If we end up with an undefined value at any point in this expression, then the composition is undefined for that input! For instance, if x=4, this is still undefined. Another way to look at this is that it fails to be defined on the first application of f, so we have to stop there (we can't plug an undefined value into the second f). But there is still one more value that can cause us problems when the denominator of f(f(x)) is zero. To solve for this, we do \[ \frac{1}{x-4}-4 \] \[ \frac{1}{x-4} = 4 \] \[ 4(x-4) = 1 \] \[ 4x = 17 \] \[ x = 17/4 \] So the domain of this function actually excludes both 4 and 17/4, so the final expression for the domain is \[ (-\infty, 4) \cup (4, \frac{17}{4}) \cup (\frac{17}{4}, \infty) \]

Transformation Example 1

Question:

If \[ g(x) = 4f(\frac{x}{2} - 3) + 12 \] then what does g(x) to do the graph of f(x)?

Answer:

Don't forget to go back to the interactive tool if you're having trouble with this example! To answer this, we should always go back to the "canonical form" shown in that tool, which is \[ g(x) = a f \left( b(x - h) \right) + k \] In this example, the canonical form is \[ g(x) = 4f \left( \frac{1}{2} (x - 6) \right) + 12 \] Then we recall that
  • |a| > 1 stretches the function in the y direction by |a|, and |a| < 1 compresses the function by a factor of 1/|a| in the y direction. Furthermore, if a < 0, then the graph is also reflected about the x-axis (flipped upside down)
  • k simply shifts the graph up y by the amount k
  • The graph is shifed along x by the amount h.

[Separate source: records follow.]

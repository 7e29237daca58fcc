// dtos/offerdtos.rs
use chrono::NaiveDate;
use serde::{Deserialize, Serialize};
use uuid::Uuid;
use validator::{Validate, ValidationError};

use crate::models::offermodels::JobOffer;

#[derive(Debug, Clone, Serialize, Deserialize, Validate)]
#[validate(schema(function = "validate_create_dates", skip_on_field_errors = false))]
pub struct CreateOfferRequest {
    pub product_id: Option<i64>,

    #[validate(range(min = 1, max = 1000000000000, message = "Price must be between 1 and 1000000000000"))]
    pub price: i64,

    #[validate(length(min = 1, max = 200, message = "Title must be between 1 and 200 characters"))]
    pub title: String,

    #[serde(default)]
    #[validate(length(max = 5000, message = "Description must be at most 5000 characters"))]
    pub description: String,

    #[serde(default)]
    #[validate(range(min = 0, max = 20, message = "Revision count must be between 0 and 20"))]
    pub revision_count: i32,

    pub start_date: Option<NaiveDate>,
    pub delivery_date: Option<NaiveDate>,

    #[serde(default)]
    pub delivery_format: String,

    #[serde(default)]
    pub notes: String,
}

fn validate_create_dates(req: &CreateOfferRequest) -> Result<(), ValidationError> {
    check_dates(req.start_date, req.delivery_date)
}

fn check_dates(start: Option<NaiveDate>, delivery: Option<NaiveDate>) -> Result<(), ValidationError> {
    if let (Some(start), Some(delivery)) = (start, delivery) {
        if delivery < start {
            let mut err = ValidationError::new("delivery_before_start");
            err.message = Some("Delivery date cannot be before the start date".into());
            return Err(err);
        }
    }
    Ok(())
}

/// Partial update of a pending offer; absent fields keep their value.
#[derive(Debug, Clone, Default, Serialize, Deserialize, Validate)]
#[validate(schema(function = "validate_update_dates", skip_on_field_errors = false))]
pub struct UpdateOfferRequest {
    #[validate(range(min = 1, max = 1000000000000, message = "Price must be between 1 and 1000000000000"))]
    pub price: Option<i64>,

    #[validate(length(min = 1, max = 200, message = "Title must be between 1 and 200 characters"))]
    pub title: Option<String>,

    #[validate(length(max = 5000, message = "Description must be at most 5000 characters"))]
    pub description: Option<String>,

    #[validate(range(min = 0, max = 20, message = "Revision count must be between 0 and 20"))]
    pub revision_count: Option<i32>,

    pub start_date: Option<NaiveDate>,
    pub delivery_date: Option<NaiveDate>,
    pub delivery_format: Option<String>,
    pub notes: Option<String>,
}

fn validate_update_dates(req: &UpdateOfferRequest) -> Result<(), ValidationError> {
    check_dates(req.start_date, req.delivery_date)
}

#[derive(Debug, Clone, Serialize, Deserialize, Validate)]
pub struct UpdateStatusRequest {
    #[validate(length(min = 1, message = "Status is required"))]
    pub status: String,
}

#[derive(Debug, Clone, Default, Serialize, Deserialize, Validate)]
pub struct DeliverWorkRequest {
    #[validate(url(message = "Work URL must be a valid URL"))]
    pub work_url: Option<String>,

    #[serde(default)]
    pub files: Vec<String>,
}

#[derive(Debug, Clone, Serialize, Deserialize, Validate)]
pub struct RevisionRequest {
    #[validate(length(min = 1, max = 2000, message = "Revision reason is required"))]
    pub reason: String,
}

#[derive(Debug, Serialize, Deserialize)]
pub struct OfferResponseDto {
    pub id: Uuid,
    pub order_code: String,
    pub conversation_id: Uuid,
    pub freelancer_id: Uuid,
    pub client_id: Uuid,
    #[serde(skip_serializing_if = "Option::is_none")]
    pub product_id: Option<i64>,
    pub price: i64,
    pub platform_fee: i64,
    pub net_amount: i64,
    pub title: String,
    pub description: String,
    pub revision_count: i32,
    pub used_revision_count: i32,
    pub revisions_left: i32,
    pub start_date: NaiveDate,
    pub delivery_date: NaiveDate,
    pub delivery_format: String,
    pub notes: String,
    pub work_delivery_link: Option<String>,
    pub work_delivery_files: Vec<String>,
    pub status: String,
    pub created_at: chrono::DateTime<chrono::Utc>,
    pub updated_at: chrono::DateTime<chrono::Utc>,
}

impl From<JobOffer> for OfferResponseDto {
    fn from(offer: JobOffer) -> Self {
        let revisions_left = offer.revisions_left();
        Self {
            id: offer.id,
            order_code: offer.order_code,
            conversation_id: offer.conversation_id,
            freelancer_id: offer.freelancer_id,
            client_id: offer.client_id,
            product_id: offer.product_id,
            price: offer.price,
            platform_fee: offer.platform_fee,
            net_amount: offer.net_amount,
            title: offer.title,
            description: offer.description,
            revision_count: offer.revision_count,
            used_revision_count: offer.used_revision_count,
            revisions_left,
            start_date: offer.start_date,
            delivery_date: offer.delivery_date,
            delivery_format: offer.delivery_format,
            notes: offer.notes,
            work_delivery_link: offer.work_delivery_link,
            work_delivery_files: offer.work_delivery_files,
            status: offer.status.to_string(),
            created_at: offer.created_at,
            updated_at: offer.updated_at,
        }
    }
}

#[derive(Debug, Clone, Default, Serialize, Deserialize, Validate)]
pub struct FreelancerOrdersQuery {
    #[validate(range(min = 1, message = "Page must be at least 1"))]
    pub page: Option<u32>,

    #[validate(range(min = 1, max = 100, message = "Limit must be between 1 and 100"))]
    pub limit: Option<u32>,

    pub status: Option<String>,
}

impl FreelancerOrdersQuery {
    pub fn page(&self) -> u32 {
        self.page.unwrap_or(1)
    }

    pub fn limit(&self) -> u32 {
        self.limit.unwrap_or(20)
    }

    /// Empty `?status=` means no filter.
    pub fn status(&self) -> Option<&str> {
        self.status.as_deref().filter(|status| !status.is_empty())
    }
}

#[derive(Debug, Serialize, Deserialize)]
pub struct PageMeta {
    pub page: u32,
    pub limit: u32,
    pub total_items: i64,
    pub total_pages: i64,
}

#[derive(Debug, Serialize, Deserialize)]
pub struct FreelancerOrdersResponse {
    pub status: String,
    pub data: Vec<OfferResponseDto>,
    pub meta: PageMeta,
}

#[derive(Debug, Serialize, Deserialize)]
pub struct ApiResponse<T> {
    pub status: String,
    pub message: String,
    pub data: Option<T>,
}

impl<T> ApiResponse<T> {
    pub fn success(message: &str, data: T) -> Self {
        Self {
            status: "success".to_string(),
            message: message.to_string(),
            data: Some(data),
        }
    }
}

If h is positive, then f(x-h) shifts to the right, and if it is negative, the graph is shifted to the left.
  • If |b| < 1, then the graph is stretched out by a factor of 1/|b| in the x direction about the line x = h. If |b| > 1, then the graph is compressed by a factor of |b| in the x direction about the line x = h. If b < 0, the graph is also reflected about the line x = h (flipped horizontally)
So by referring to the above list, we see that f undergoes the following transformations
  1. It is scaled vertically by a factor of 4
  2. It is shifted vertically by 12 units
  3. It is shifted to the right by 6 units
  4. It is stretched out by a factor of 2 about the line x = 6

Slope Function Example 1

Question:

If \[ f(x) = |3x - 12| \] then what is the slope function s(x) of f(x)?

Answer:

Just to make sure we're on the same page, s(a) gives the slope of f(x) at x = a. If it wasn't for the absolute value, then this would be a line of slope 3 everywhere. But the absolute value flips things. Factoring this will help \[ f(x) = |3(x - 4)| \] Now we see that \[ f(x) = \left\{ \begin{array}{cc} 3(x - 4) & x > 4 \\ -3(x - 4) & x < -4 \end{array} \right\} \] So the slope is actually negative when x < 4. Therefore, the slope function is \[ s(x) = \left\{ \begin{array}{cc} 3 & x > 4 \\ -3 & x < -4 \end{array} \right\} \]